Collected data

use serde::Serialize;

use super::error::SimError;

pub const DEFAULT_RATIO: f64 = 0.35;
pub const MAX_CELLS: u64 = 1_000_000;

#[derive(Debug, Clone, PartialEq, Serialize)]
#[serde(rename_all = "camelCase")]
pub struct GlobalParameters {
    pub agent_count: u32,
    pub year_count: u32,
    pub gross_foregone_amount: f64,
    pub profitability_threshold: f64,
    pub share_price: f64,
    pub employer_charge_rate_on_cash: f64,
    pub employer_charge_rate_on_grant: f64,
    pub corporate_tax_rate: f64,
    // Range checked only; no formula reads it.
    pub personal_tax_rate: f64,
    pub vesting_years: u32,
}

impl Default for GlobalParameters {
    fn default() -> Self {
        Self {
            agent_count: 6,
            year_count: 5,
            gross_foregone_amount: 100_000.0,
            profitability_threshold: 0.3,
            share_price: 10.0,
            employer_charge_rate_on_cash: 0.40,
            employer_charge_rate_on_grant: 0.30,
            corporate_tax_rate: 0.25,
            personal_tax_rate: 0.45,
            vesting_years: 2,
        }
    }
}

impl GlobalParameters {
    pub fn validate(&self) -> Result<(), SimError> {
        for (name, value) in [
            ("agent_count", self.agent_count),
            ("year_count", self.year_count),
            ("vesting_years", self.vesting_years),
        ] {
            if value == 0 {
                return Err(SimError::invalid(name, "must be > 0"));
            }
        }
        check_cell_count(self.agent_count, self.year_count)?;

        for (name, value) in [
            ("gross_foregone_amount", self.gross_foregone_amount),
            ("share_price", self.share_price),
        ] {
            if !value.is_finite() || value < 0.0 {
                return Err(SimError::invalid(
                    name,
                    format!("must be a finite amount >= 0, got {value}"),
                ));
            }
        }

        for (name, value) in [
            ("profitability_threshold", self.profitability_threshold),
            (
                "employer_charge_rate_on_cash",
                self.employer_charge_rate_on_cash,
            ),
            (
                "employer_charge_rate_on_grant",
                self.employer_charge_rate_on_grant,
            ),
            ("corporate_tax_rate", self.corporate_tax_rate),
            ("personal_tax_rate", self.personal_tax_rate),
        ] {
            check_fraction(name, value)?;
        }

        Ok(())
    }
}

fn check_cell_count(agent_count: u32, year_count: u32) -> Result<(), SimError> {
    let cells = u64::from(agent_count) * u64::from(year_count);
    if cells > MAX_CELLS {
        return Err(SimError::invalid(
            "grid",
            format!(
                "{agent_count} agents x {year_count} years is {cells} cells, limit is {MAX_CELLS}"
            ),
        ));
    }
    Ok(())
}

fn check_fraction(name: &'static str, value: f64) -> Result<(), SimError> {
    // NaN fails the range check as well.
    if !(0.0..=1.0).contains(&value) {
        return Err(SimError::invalid(
            name,
            format!("must be between 0 and 1, got {value}"),
        ));
    }
    Ok(())
}

// Row-major by agent, 1-based ids. Every successful edit bumps `version`.
#[derive(Debug, Clone, PartialEq)]
pub struct ProfitabilityMatrix {
    agent_count: u32,
    year_count: u32,
    ratios: Vec<f64>,
    version: u64,
}

impl ProfitabilityMatrix {
    pub fn filled(agent_count: u32, year_count: u32, ratio: f64) -> Result<Self, SimError> {
        if agent_count == 0 {
            return Err(SimError::invalid("agent_count", "must be > 0"));
        }
        if year_count == 0 {
            return Err(SimError::invalid("year_count", "must be > 0"));
        }
        check_cell_count(agent_count, year_count)?;
        check_fraction("ratio", ratio)?;

        Ok(Self {
            agent_count,
            year_count,
            ratios: vec![ratio; agent_count as usize * year_count as usize],
            version: 0,
        })
    }

    pub fn from_rows(rows: &[Vec<f64>]) -> Result<Self, SimError> {
        let year_count = rows.first().map_or(0, Vec::len);
        if rows.is_empty() || year_count == 0 {
            return Err(SimError::invalid(
                "profitability",
                "needs at least one agent row with at least one year",
            ));
        }
        if let Some(idx) = rows.iter().position(|row| row.len() != year_count) {
            return Err(SimError::invalid(
                "profitability",
                format!(
                    "row for agent {} has {} years, expected {year_count}",
                    idx + 1,
                    rows[idx].len()
                ),
            ));
        }

        let agent_count = u32::try_from(rows.len()).unwrap_or(u32::MAX);
        let year_count = u32::try_from(year_count).unwrap_or(u32::MAX);
        check_cell_count(agent_count, year_count)?;

        let ratios: Vec<f64> = rows.iter().flatten().copied().collect();
        for ratio in &ratios {
            check_fraction("ratio", *ratio)?;
        }

        Ok(Self {
            agent_count,
            year_count,
            ratios,
            version: 0,
        })
    }

    pub fn agent_count(&self) -> u32 {
        self.agent_count
    }

    pub fn year_count(&self) -> u32 {
        self.year_count
    }

    pub fn version(&self) -> u64 {
        self.version
    }

    pub fn get(&self, agent_id: u32, year: u32) -> Result<f64, SimError> {
        let idx = self.index(agent_id, year)?;
        Ok(self.ratios[idx])
    }

    pub fn set(&mut self, agent_id: u32, year: u32, ratio: f64) -> Result<(), SimError> {
        let idx = self.index(agent_id, year)?;
        check_fraction("ratio", ratio)?;
        self.ratios[idx] = ratio;
        self.version += 1;
        Ok(())
    }

    pub fn cells(&self) -> impl Iterator<Item = (u32, u32, f64)> + '_ {
        let year_count = self.year_count as usize;
        self.ratios.iter().enumerate().map(move |(idx, ratio)| {
            (
                (idx / year_count) as u32 + 1,
                (idx % year_count) as u32 + 1,
                *ratio,
            )
        })
    }

    pub fn rows(&self) -> Vec<Vec<f64>> {
        self.ratios
            .chunks(self.year_count as usize)
            .map(<[f64]>::to_vec)
            .collect()
    }

    fn index(&self, agent_id: u32, year: u32) -> Result<usize, SimError> {
        if !(1..=self.agent_count).contains(&agent_id) || !(1..=self.year_count).contains(&year) {
            return Err(SimError::OutOfRange {
                agent_id,
                year,
                agent_count: self.agent_count,
                year_count: self.year_count,
            });
        }
        Ok((agent_id - 1) as usize * self.year_count as usize + (year - 1) as usize)
    }
}

#[derive(Debug, Clone, PartialEq, Serialize)]
#[serde(rename_all = "camelCase")]
pub struct CellResult {
    pub agent_id: u32,
    pub year: u32,
    pub ratio: f64,
    pub factor: f64,
    pub grant_value: f64,
    pub grant_shares: f64,
    pub amortized_cost_per_year: f64,
    pub cash_saving_gross: f64,
    pub cash_saving_net_of_tax: f64,
    pub future_charge_cost: f64,
    pub future_charge_cost_net_of_tax: f64,
}

#[derive(Debug, Clone, Default, PartialEq, Serialize)]
#[serde(rename_all = "camelCase")]
pub struct YearSummary {
    pub year: u32,
    pub grant_value: f64,
    pub grant_shares: f64,
    pub amortized_cost_per_year: f64,
    pub cash_saving_gross: f64,
    pub cash_saving_net_of_tax: f64,
    pub future_charge_cost: f64,
    pub future_charge_cost_net_of_tax: f64,
}

#[derive(Debug, Clone, PartialEq)]
pub struct SimulationResult {
    pub matrix_version: u64,
    pub cells: Vec<CellResult>,
    pub year_summaries: Vec<YearSummary>,
}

The task =>
Recopy the records without any alteration.

The answer =>
use serde::Serialize;

use super::error::SimError;

pub const DEFAULT_RATIO: f64 = 0.35;
pub const MAX_CELLS: u64 = 1_000_000;

#[derive(Debug, Clone, PartialEq, Serialize)]
#[serde(rename_all = "camelCase")]
pub struct GlobalParameters {
    pub agent_count: u32,
    pub year_count: u32,
    pub gross_foregone_amount: f64,
    pub profitability_threshold: f64,
    pub share_price: f64,
    pub employer_charge_rate_on_cash: f64,
    pub employer_charge_rate_on_grant: f64,
    pub corporate_tax_rate: f64,
    // Range checked only; no formula reads it.
    pub personal_tax_rate: f64,
    pub vesting_years: u32,
}

impl Default for GlobalParameters {
    fn default() -> Self {
        Self {
            agent_count: 6,
            year_count: 5,
            gross_foregone_amount: 100_000.0,
            profitability_threshold: 0.3,
            share_price: 10.0,
            employer_charge_rate_on_cash: 0.40,
            employer_charge_rate_on_grant: 0.30,
            corporate_tax_rate: 0.25,
            personal_tax_rate: 0.45,
            vesting_years: 2,
        }
    }
}

impl GlobalParameters {
    pub fn validate(&self) -> Result<(), SimError> {
        for (name, value) in [
            ("agent_count", self.agent_count),
            ("year_count", self.year_count),
            ("vesting_years", self.vesting_years),
        ] {
            if value == 0 {
                return Err(SimError::invalid(name, "must be > 0"));
            }
        }
        check_cell_count(self.agent_count, self.year_count)?;

        for (name, value) in [
            ("gross_foregone_amount", self.gross_foregone_amount),
            ("share_price", self.share_price),
        ] {
            if !value.is_finite() || value < 0.0 {
                return Err(SimError::invalid(
                    name,
                    format!("must be a finite amount >= 0, got {value}"),
                ));
            }
        }

        for (name, value) in [
            ("profitability_threshold", self.profitability_threshold),
            (
                "employer_charge_rate_on_cash",
                self.employer_charge_rate_on_cash,
            ),
            (
                "employer_charge_rate_on_grant",
                self.employer_charge_rate_on_grant,
            ),
            ("corporate_tax_rate", self.corporate_tax_rate),
            ("personal_tax_rate", self.personal_tax_rate),
        ] {
            check_fraction(name, value)?;
        }

        Ok(())
    }
}

fn check_cell_count(agent_count: u32, year_count: u32) -> Result<(), SimError> {
    let cells = u64::from(agent_count) * u64::from(year_count);
    if cells > MAX_CELLS {
        return Err(SimError::invalid(
            "grid",
            format!(
                "{agent_count} agents x {year_count} years is {cells} cells, limit is {MAX_CELLS}"
            ),
        ));
    }
    Ok(())
}

fn check_fraction(name: &'static str, value: f64) -> Result<(), SimError> {
    // NaN fails the range check as well.
    if !(0.0..=1.0).contains(&value) {
        return Err(SimError::invalid(
            name,
            format!("must be between 0 and 1, got {value}"),
        ));
    }
    Ok(())
}

// Row-major by agent, 1-based ids. Every successful edit bumps `version`.
#[derive(Debug, Clone, PartialEq)]
pub struct ProfitabilityMatrix {
    agent_count: u32,
    year_count: u32,
    ratios: Vec<f64>,
    version: u64,
}

impl ProfitabilityMatrix {
    pub fn filled(agent_count: u32, year_count: u32, ratio: f64) -> Result<Self, SimError> {
        if agent_count == 0 {
            return Err(SimError::invalid("agent_count", "must be > 0"));
        }
        if year_count == 0 {
            return Err(SimError::invalid("year_count", "must be > 0"));
        }
        check_cell_count(agent_count, year_count)?;
        check_fraction("ratio", ratio)?;

        Ok(Self {
            agent_count,
            year_count,
            ratios: vec![ratio; agent_count as usize * year_count as usize],
            version: 0,
        })
    }

    pub fn from_rows(rows: &[Vec<f64>]) -> Result<Self, SimError> {
        let year_count = rows.first().map_or(0, Vec::len);
        if rows.is_empty() || year_count == 0 {
            return Err(SimError::invalid(
                "profitability",
                "needs at least one agent row with at least one year",
            ));
        }
        if let Some(idx) = rows.iter().position(|row| row.len() != year_count) {
            return Err(SimError::invalid(
                "profitability",
                format!(
                    "row for agent {} has {} years, expected {year_count}",
                    idx + 1,
                    rows[idx].len()
                ),
            ));
        }

        let agent_count = u32::try_from(rows.len()).unwrap_or(u32::MAX);
        let year_count = u32::try_from(year_count).unwrap_or(u32::MAX);
        check_cell_count(agent_count, year_count)?;

        let ratios: Vec<f64> = rows.iter().flatten().copied().collect();
        for ratio in &ratios {
            check_fraction("ratio", *ratio)?;
        }

        Ok(Self {
            agent_count,
            year_count,
            ratios,
            version: 0,
        })
    }

    pub fn agent_count(&self) -> u32 {
        self.agent_count
    }

    pub fn year_count(&self) -> u32 {
        self.year_count
    }

    pub fn version(&self) -> u64 {
        self.version
    }

    pub fn get(&self, agent_id: u32, year: u32) -> Result<f64, SimError> {
        let idx = self.index(agent_id, year)?;
        Ok(self.ratios[idx])
    }

    pub fn set(&mut self, agent_id: u32, year: u32, ratio: f64) -> Result<(), SimError> {
        let idx = self.index(agent_id, year)?;
        check_fraction("ratio", ratio)?;
        self.ratios[idx] = ratio;
        self.version += 1;
        Ok(())
    }

    pub fn cells(&self) -> impl Iterator<Item = (u32, u32, f64)> + '_ {
        let year_count = self.year_count as usize;
        self.ratios.iter().enumerate().map(move |(idx, ratio)| {
            (
                (idx / year_count) as u32 + 1,
                (idx % year_count) as u32 + 1,
                *ratio,
            )
        })
    }

    pub fn rows(&self) -> Vec<Vec<f64>> {
        self.ratios
            .chunks(self.year_count as usize)
            .map(<[f64]>::to_vec)
            .collect()
    }

    fn index(&self, agent_id: u32, year: u32) -> Result<usize, SimError> {
        if !(1..=self.agent_count).contains(&agent_id) || !(1..=self.year_count).contains(&year) {
            return Err(SimError::OutOfRange {
                agent_id,
                year,
                agent_count: self.agent_count,
                year_count: self.year_count,
            });
        }
        Ok((agent_id - 1) as usize * self.year_count as usize + (year - 1) as usize)
    }
}

#[derive(Debug, Clone, PartialEq, Serialize)]
#[serde(rename_all = "camelCase")]
pub struct CellResult {
    pub agent_id: u32,
    pub year: u32,
    pub ratio: f64,
    pub factor: f64,
    pub grant_value: f64,
    pub grant_shares: f64,
    pub amortized_cost_per_year: f64,
    pub cash_saving_gross: f64,
    pub cash_saving_net_of_tax: f64,
    pub future_charge_cost: f64,
    pub future_charge_cost_net_of_tax: f64,
}

#[derive(Debug, Clone, Default, PartialEq, Serialize)]
#[serde(rename_all = "camelCase")]
pub struct YearSummary {
    pub year: u32,
    pub grant_value: f64,
    pub grant_shares: f64,
    pub amortized_cost_per_year: f64,
    pub cash_saving_gross: f64,
    pub cash_saving_net_of_tax: f64,
    pub future_charge_cost: f64,
    pub future_charge_cost_net_of_tax: f64,
}

#[derive(Debug, Clone, PartialEq)]
pub struct SimulationResult {
    pub matrix_version: u64,
    pub cells: Vec<CellResult>,
    pub year_summaries: Vec<YearSummary>,
}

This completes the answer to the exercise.